_ACTIVITY:_ Which lines of the entries below run from the one holding "pub fn spawn_powerup(state: &mut" to the one holding "pub fn spawn_player(state: &mut", inclusive? Set down exactly those lines and no others.

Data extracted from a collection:
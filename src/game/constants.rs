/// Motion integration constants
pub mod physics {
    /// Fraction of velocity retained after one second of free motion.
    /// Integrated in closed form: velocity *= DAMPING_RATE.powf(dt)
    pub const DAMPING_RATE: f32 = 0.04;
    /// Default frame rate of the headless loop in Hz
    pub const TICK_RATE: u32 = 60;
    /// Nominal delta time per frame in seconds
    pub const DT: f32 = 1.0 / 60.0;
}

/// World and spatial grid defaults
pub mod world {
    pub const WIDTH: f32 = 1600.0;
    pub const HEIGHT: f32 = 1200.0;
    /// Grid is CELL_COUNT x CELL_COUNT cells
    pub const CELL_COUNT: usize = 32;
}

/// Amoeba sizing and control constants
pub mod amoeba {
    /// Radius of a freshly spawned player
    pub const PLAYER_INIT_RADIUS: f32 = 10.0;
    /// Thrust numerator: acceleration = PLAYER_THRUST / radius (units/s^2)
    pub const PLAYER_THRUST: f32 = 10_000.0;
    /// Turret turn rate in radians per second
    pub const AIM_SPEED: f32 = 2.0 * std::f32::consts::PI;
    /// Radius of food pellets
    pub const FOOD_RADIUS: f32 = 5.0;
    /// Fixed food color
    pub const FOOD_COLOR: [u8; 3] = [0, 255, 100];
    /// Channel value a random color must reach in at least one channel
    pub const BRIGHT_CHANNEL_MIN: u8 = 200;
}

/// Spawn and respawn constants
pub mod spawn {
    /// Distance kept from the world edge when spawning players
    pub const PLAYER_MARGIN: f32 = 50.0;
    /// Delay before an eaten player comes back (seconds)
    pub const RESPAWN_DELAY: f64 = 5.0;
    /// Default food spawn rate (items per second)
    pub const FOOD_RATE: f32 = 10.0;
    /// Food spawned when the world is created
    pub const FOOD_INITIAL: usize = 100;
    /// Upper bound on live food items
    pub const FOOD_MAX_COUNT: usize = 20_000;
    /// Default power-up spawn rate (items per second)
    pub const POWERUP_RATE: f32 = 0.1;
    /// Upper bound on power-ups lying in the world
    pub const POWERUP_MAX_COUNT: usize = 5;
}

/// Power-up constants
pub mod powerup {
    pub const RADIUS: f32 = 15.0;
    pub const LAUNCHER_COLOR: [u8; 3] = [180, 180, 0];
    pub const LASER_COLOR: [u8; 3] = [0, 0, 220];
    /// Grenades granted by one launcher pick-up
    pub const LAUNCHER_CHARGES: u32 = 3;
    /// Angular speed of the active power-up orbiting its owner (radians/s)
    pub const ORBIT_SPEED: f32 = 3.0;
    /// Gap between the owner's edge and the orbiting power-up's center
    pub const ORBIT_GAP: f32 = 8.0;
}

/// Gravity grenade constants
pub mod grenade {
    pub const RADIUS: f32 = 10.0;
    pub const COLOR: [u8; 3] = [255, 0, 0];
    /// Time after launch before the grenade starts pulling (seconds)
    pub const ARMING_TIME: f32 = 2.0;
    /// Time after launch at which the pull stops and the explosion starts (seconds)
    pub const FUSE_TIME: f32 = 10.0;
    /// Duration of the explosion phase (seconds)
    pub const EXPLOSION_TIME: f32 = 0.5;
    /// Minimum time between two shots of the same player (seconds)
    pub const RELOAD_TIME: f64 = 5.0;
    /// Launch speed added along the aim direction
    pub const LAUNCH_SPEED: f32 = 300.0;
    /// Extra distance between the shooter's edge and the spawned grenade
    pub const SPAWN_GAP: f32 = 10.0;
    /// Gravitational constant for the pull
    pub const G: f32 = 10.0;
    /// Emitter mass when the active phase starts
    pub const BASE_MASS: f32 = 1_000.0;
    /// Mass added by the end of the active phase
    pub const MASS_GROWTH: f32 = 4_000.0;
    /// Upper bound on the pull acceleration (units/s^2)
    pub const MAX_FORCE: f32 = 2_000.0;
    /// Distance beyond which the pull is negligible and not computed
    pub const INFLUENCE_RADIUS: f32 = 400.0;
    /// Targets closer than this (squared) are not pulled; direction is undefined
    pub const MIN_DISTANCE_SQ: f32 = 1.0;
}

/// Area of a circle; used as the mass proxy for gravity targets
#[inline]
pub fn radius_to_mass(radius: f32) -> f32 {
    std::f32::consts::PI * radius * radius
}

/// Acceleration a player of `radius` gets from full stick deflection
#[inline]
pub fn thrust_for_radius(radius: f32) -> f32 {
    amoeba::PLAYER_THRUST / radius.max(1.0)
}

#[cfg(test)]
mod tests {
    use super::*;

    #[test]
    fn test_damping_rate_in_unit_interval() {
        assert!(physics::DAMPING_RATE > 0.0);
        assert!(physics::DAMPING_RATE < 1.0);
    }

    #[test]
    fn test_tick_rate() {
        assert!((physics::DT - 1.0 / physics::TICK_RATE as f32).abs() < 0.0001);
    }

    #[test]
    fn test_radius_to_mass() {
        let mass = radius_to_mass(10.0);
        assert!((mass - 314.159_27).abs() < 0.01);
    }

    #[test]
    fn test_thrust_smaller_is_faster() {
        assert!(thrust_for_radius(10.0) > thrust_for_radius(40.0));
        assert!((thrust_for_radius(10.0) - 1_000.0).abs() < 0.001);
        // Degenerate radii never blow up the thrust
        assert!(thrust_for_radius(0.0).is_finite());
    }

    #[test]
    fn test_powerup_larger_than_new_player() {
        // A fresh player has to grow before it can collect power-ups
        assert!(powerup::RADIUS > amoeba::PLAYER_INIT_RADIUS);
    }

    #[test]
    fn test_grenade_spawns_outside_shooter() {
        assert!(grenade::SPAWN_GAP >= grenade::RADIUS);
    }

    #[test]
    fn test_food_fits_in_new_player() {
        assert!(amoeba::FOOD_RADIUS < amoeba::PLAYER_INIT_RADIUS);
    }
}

* * *

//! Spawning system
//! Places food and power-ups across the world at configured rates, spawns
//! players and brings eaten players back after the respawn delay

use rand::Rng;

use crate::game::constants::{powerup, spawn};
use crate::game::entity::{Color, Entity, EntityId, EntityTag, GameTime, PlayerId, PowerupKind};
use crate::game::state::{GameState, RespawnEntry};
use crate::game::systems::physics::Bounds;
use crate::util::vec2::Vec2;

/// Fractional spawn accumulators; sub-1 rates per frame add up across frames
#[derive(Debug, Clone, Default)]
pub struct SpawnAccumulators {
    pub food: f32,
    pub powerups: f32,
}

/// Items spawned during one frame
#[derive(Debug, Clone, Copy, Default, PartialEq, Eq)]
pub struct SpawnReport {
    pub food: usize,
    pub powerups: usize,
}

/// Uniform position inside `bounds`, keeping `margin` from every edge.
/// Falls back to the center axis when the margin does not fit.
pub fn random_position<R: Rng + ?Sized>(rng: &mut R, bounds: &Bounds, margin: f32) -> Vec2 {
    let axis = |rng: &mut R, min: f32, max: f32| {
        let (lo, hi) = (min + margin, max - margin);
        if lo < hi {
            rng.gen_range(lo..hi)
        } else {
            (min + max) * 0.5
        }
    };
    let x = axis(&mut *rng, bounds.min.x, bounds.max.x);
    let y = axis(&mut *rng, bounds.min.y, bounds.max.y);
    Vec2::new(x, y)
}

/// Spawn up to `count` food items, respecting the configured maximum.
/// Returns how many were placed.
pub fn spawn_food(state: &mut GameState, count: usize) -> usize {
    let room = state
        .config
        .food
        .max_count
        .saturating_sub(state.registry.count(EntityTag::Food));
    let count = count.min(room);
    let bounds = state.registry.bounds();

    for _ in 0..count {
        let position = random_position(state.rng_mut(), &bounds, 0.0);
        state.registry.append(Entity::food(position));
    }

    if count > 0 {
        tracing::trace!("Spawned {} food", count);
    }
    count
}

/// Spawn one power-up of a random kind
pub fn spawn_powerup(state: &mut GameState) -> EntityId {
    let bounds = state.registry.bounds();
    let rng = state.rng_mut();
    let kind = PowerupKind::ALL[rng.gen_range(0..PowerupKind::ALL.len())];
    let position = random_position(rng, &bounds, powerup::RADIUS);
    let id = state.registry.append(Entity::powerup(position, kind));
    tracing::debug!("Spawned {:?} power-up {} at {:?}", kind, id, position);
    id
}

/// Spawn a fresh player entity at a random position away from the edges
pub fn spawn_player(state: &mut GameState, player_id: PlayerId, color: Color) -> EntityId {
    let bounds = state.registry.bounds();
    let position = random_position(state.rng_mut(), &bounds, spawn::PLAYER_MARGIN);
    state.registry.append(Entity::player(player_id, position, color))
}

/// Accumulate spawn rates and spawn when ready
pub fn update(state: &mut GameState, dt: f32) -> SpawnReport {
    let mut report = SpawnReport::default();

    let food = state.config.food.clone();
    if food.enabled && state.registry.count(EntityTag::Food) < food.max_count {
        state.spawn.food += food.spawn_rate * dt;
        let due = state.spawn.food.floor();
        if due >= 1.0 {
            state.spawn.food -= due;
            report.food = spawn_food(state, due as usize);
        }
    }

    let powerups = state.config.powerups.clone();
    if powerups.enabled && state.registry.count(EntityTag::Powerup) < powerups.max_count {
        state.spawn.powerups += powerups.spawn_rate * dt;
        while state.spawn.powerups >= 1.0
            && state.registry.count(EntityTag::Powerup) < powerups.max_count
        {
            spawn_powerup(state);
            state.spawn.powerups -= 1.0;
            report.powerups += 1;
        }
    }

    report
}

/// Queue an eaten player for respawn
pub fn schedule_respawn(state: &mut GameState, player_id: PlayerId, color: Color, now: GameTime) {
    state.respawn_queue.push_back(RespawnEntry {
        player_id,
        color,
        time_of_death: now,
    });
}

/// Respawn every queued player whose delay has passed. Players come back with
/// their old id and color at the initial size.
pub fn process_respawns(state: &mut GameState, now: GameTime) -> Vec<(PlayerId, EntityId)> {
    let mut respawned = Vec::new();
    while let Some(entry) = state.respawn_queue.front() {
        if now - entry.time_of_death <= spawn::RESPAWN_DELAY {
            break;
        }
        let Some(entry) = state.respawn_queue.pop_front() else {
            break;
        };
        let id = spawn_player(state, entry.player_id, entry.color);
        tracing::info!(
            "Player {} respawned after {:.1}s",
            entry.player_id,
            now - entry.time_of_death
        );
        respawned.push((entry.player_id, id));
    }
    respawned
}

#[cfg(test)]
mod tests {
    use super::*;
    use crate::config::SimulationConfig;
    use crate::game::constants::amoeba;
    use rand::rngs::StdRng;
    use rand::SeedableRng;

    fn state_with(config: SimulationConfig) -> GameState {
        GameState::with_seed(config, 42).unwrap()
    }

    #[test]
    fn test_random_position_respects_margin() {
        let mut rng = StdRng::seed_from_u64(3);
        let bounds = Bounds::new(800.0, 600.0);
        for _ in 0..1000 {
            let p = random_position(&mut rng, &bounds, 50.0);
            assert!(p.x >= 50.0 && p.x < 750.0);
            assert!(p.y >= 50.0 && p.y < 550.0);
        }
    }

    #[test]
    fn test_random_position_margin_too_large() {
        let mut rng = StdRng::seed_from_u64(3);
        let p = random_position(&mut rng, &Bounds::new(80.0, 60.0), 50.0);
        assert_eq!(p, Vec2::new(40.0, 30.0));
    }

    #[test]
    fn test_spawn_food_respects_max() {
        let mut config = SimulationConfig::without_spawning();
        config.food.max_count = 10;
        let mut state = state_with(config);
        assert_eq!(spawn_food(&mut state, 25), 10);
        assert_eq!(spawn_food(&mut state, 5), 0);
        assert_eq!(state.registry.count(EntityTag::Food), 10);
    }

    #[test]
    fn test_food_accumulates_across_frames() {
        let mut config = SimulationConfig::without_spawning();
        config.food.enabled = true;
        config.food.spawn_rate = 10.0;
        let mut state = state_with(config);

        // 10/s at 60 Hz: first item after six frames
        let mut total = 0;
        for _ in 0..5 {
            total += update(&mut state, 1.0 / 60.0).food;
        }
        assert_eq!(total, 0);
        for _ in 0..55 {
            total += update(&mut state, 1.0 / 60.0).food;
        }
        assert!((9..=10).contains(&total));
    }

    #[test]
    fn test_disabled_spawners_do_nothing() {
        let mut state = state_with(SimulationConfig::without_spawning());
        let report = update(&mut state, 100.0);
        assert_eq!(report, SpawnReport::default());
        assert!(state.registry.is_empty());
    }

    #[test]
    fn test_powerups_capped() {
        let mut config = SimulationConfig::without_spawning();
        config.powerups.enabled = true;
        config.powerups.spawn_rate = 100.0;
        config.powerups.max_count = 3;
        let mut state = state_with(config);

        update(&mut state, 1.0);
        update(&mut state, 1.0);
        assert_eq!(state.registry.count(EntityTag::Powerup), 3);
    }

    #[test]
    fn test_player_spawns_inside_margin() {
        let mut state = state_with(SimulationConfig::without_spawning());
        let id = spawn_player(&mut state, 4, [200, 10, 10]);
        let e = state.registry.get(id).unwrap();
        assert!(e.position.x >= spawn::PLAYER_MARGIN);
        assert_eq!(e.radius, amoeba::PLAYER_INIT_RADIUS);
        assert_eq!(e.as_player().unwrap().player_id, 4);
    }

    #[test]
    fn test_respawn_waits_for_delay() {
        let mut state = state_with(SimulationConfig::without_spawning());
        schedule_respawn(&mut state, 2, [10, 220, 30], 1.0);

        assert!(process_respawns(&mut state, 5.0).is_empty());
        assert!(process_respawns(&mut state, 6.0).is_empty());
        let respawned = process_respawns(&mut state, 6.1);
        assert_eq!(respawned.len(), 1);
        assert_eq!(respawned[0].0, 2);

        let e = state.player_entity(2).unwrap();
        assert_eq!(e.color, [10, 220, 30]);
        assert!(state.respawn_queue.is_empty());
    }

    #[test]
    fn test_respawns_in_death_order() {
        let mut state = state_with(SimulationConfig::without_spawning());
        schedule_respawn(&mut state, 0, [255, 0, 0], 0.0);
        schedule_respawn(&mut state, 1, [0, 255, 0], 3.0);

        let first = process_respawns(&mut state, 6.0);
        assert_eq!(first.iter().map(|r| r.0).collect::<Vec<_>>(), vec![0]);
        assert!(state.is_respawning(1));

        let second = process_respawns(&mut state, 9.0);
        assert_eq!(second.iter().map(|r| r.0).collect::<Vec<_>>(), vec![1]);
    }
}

--

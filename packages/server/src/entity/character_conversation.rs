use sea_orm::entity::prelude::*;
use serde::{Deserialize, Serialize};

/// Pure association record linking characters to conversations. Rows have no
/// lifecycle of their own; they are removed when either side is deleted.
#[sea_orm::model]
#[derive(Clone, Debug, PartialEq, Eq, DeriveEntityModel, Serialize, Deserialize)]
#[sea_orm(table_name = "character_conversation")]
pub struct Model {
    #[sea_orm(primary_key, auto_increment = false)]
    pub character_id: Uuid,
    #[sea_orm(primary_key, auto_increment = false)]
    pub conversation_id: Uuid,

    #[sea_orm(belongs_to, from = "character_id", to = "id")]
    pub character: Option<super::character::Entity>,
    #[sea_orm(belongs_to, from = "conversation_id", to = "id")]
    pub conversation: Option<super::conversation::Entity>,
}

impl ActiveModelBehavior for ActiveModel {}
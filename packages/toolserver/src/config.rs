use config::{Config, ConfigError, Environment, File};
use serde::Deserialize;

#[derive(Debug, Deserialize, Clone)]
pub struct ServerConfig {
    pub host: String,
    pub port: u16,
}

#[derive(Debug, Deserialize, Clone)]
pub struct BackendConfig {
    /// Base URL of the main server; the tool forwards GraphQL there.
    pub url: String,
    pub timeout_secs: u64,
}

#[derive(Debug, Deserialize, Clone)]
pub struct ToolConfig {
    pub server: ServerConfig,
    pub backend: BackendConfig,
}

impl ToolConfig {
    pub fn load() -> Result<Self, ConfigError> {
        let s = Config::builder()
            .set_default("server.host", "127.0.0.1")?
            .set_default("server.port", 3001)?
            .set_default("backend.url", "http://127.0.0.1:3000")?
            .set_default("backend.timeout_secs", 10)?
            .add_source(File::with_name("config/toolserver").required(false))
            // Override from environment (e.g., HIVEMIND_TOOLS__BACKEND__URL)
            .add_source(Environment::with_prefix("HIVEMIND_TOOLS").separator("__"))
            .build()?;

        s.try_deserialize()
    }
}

_WRITTEN RESPONSE:_
pub fn spawn_powerup(state: &mut GameState) -> EntityId {
    let bounds = state.registry.bounds();
    let rng = state.rng_mut();
    let kind = PowerupKind::ALL[rng.gen_range(0..PowerupKind::ALL.len())];
    let position = random_position(rng, &bounds, powerup::RADIUS);
    let id = state.registry.append(Entity::powerup(position, kind));
    tracing::debug!("Spawned {:?} power-up {} at {:?}", kind, id, position);
    id
}

/// Spawn a fresh player entity at a random position away from the edges
pub fn spawn_player(state: &mut GameState, player_id: PlayerId, color: Color) -> EntityId {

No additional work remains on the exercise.